What happened to my little boy? My young master?
I feel him pushing me in the back, urging me to walk.
I look back to the door “Inquiry, I like to go back to Bar-B.”
He sounds offended as he asks “Why?”
“I don’t like this place.”
“But I told you alchemy isn’t bad! Not fundamentally.” He shouts but I can hear there’s no anger there… he’s disappointed. “If you just come and see, it’ll all make sense I promise.”
Inside I feel that if I take this step forward I know I can never go back.
It’s like standing at the edge of a cliff, peering over the edge, about to fall in.
Afraid of the consequences while being fully aware I could never say no. “Fine.”

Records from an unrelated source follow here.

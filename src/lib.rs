//! Library crate for userdir-tui.
//!
//! This crate exposes the building blocks of the directory screen:
//! - Sectioned, paginated and searchable list state (`controller`)
//! - Alphabetical grouping of fetched pages (`grouping`)
//! - Background page fetching and stale-result detection (`fetch`)
//! - Paged user sources (`source`) and the local account directory (`sys`)
//! - Terminal application state, key bindings and rendering (`app`, `ui`)
//!
//! It is used by the `userdir-tui` binary and by tests.
#![doc = include_str!("../README.md")]
#![deny(rustdoc::broken_intra_doc_links)]
#![cfg_attr(docsrs, feature(doc_cfg))]

pub mod app;
pub mod controller;
pub mod error;
pub mod fetch;
pub mod grouping;
pub mod model;
pub mod search;
pub mod source;
pub mod sys;
pub mod ui;

// Re-export commonly used items at the crate root for convenience
pub use controller::{ListEvent, UserListController};
/// Convenient error and result types shared across the crate.
pub use error::{DynError, FetchError, Result};
pub use model::{IndexPath, Session, User, UserStatus};
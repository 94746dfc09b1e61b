//! Core records shown by the directory: users, sessions and list positions.

/// Availability of a user as reported by the source.
#[derive(Clone, Copy, Debug, Default, PartialEq, Eq)]
pub enum UserStatus {
    #[default]
    Available,
    Unavailable,
}

/// A directory entry. Two users are equal when their ids match.
#[derive(Clone, Debug)]
pub struct User {
    pub id: String,
    pub name: String,
    pub status: UserStatus,
}

impl User {
    pub fn new(id: impl Into<String>, name: impl Into<String>) -> Self {
        Self {
            id: id.into(),
            name: name.into(),
            status: UserStatus::Available,
        }
    }

    pub fn with_status(mut self, status: UserStatus) -> Self {
        self.status = status;
        self
    }

    pub fn is_available(&self) -> bool {
        self.status == UserStatus::Available
    }
}

impl PartialEq for User {
    fn eq(&self, other: &Self) -> bool {
        self.id == other.id
    }
}

impl Eq for User {}

/// The logged-in account the directory is browsed as.
#[derive(Clone, Debug, Default, PartialEq, Eq)]
pub struct Session {
    pub id: String,
    pub name: String,
}

impl Session {
    pub fn new(id: impl Into<String>, name: impl Into<String>) -> Self {
        Self {
            id: id.into(),
            name: name.into(),
        }
    }
}

/// A `(section, row)` position in the sectioned list.
#[derive(Clone, Copy, Debug, Default, PartialEq, Eq, Hash)]
pub struct IndexPath {
    pub section: usize,
    pub row: usize,
}

impl IndexPath {
    pub fn new(section: usize, row: usize) -> Self {
        Self { section, row }
    }
}

/// Uppercase the first letter of every word and lowercase the rest.
///
/// Word boundaries are whitespace; the string is not trimmed.
pub fn capitalized(s: &str) -> String {
    let mut out = String::with_capacity(s.len());
    let mut at_word_start = true;
    for ch in s.chars() {
        if ch.is_whitespace() {
            at_word_start = true;
            out.push(ch);
        } else if at_word_start {
            out.extend(ch.to_uppercase());
            at_word_start = false;
        } else {
            out.extend(ch.to_lowercase());
        }
    }
    out
}

/// Bucket label for a display name: first character of the capitalized,
/// trimmed name, or `""` for a blank name.
pub fn group_key(name: &str) -> String {
    capitalized(name)
        .trim()
        .chars()
        .next()
        .map(String::from)
        .unwrap_or_default()
}

#[cfg(test)]
mod tests {
	use super::*;

	#[test]
	fn users_compare_by_id_only() {
		let a = User::new("1", "alice");
		let b = User::new("1", "Alice Renamed").with_status(UserStatus::Unavailable);
		assert_eq!(a, b);
		assert_ne!(a, User::new("2", "alice"));
	}

	#[test]
	fn capitalized_handles_words_and_case() {
		assert_eq!(capitalized("bob SMITH"), "Bob Smith");
		assert_eq!(capitalized("  émile"), "  Émile");
		assert_eq!(capitalized(""), "");
	}

	#[test]
	fn group_key_trims_and_uppercases() {
		assert_eq!(group_key("bob"), "B");
		assert_eq!(group_key("   alice"), "A");
		assert_eq!(group_key("\tzed\n"), "Z");
		assert_eq!(group_key(""), "");
		assert_eq!(group_key("   "), "");
		assert_eq!(group_key("42 club"), "4");
	}
}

He embraces me, says “thank you” then drags me along past eight bulbs, and past the shaggy orange curtain that kept me away from the nest within.

The den beyond is a mess. An assortment of laboratory equipment interspersed with dishes and stray detritus. 
“Sit wherever you like.” Inquiry says as he darts from one part of the room to the other picking up debris. I look at the melange of different chairs and pick out the one that looks least likely to crumble under my weight. I watch the boy as he zips around the room. “You should have cleaned up before you came to get me,” I tell him in an attempt to establish normalcy.
“I didn’t expect you to come looking for me this soon, but I came as soon as the news got down the grapevine.” He opens an oaken chest and hurriedly drops in a pile of dishes. I’m surprised to hear nothing break. “I didn’t mean to worry you.”
“Well, you did. I worried sick for you.”
“I’m sorry.” He chuckles sheepishly at me “But you see, I’m quite safe, the door can only be opened by members of the society and the people down here are nice.” He shows off his key again.
“The idea of an alchemist den being ‘quite safe’ is somehow difficult to parse.” 
“Look I know the newspapers paint us in a bad light-”
“Us?” 
“I’m an Ion now, just a student, but they gave me the key.” He said collecting vials and putting them away.
I grunt miserably, I spent years teaching the kid proper sciences and he goes off with alchemy of all things “I recall you mentioning making new dolls.”
“Yes, I was about to get to that.”
“Why?”
He closes the vial box and sits down next to me “I always assumed that dolls would live forever. I think everyone kind of did, even the dolls. But now I’m not sure anymore. The notes talk of things I don’t understand, things not even my teacher can explain but what I do understand is that dolls have a lifespan, a long one, but it will end. It could be in a decade, it could be in a millennium but there will come a day when dolls will start dying, and no one will understand why and there will be panic and fear. The dolls will die out, go extinct unless I do something about it now! Don’t you see it? It’s destiny, even my name is inquiry! This is what I’m meant to do, make a new generation, preserve the species, maybe even make you and your siblings immortal for real.”
I listen to his tale but his words don’t make sense. Maybe leaving him alone was a mistake. Solitude is not good for his mind. “With all due respect, I don’t think you are well.”
He grunts, frustration palpable “Stegarius I’m serious. I’ve never felt so right about anything before. I want to do this, I need to do this!”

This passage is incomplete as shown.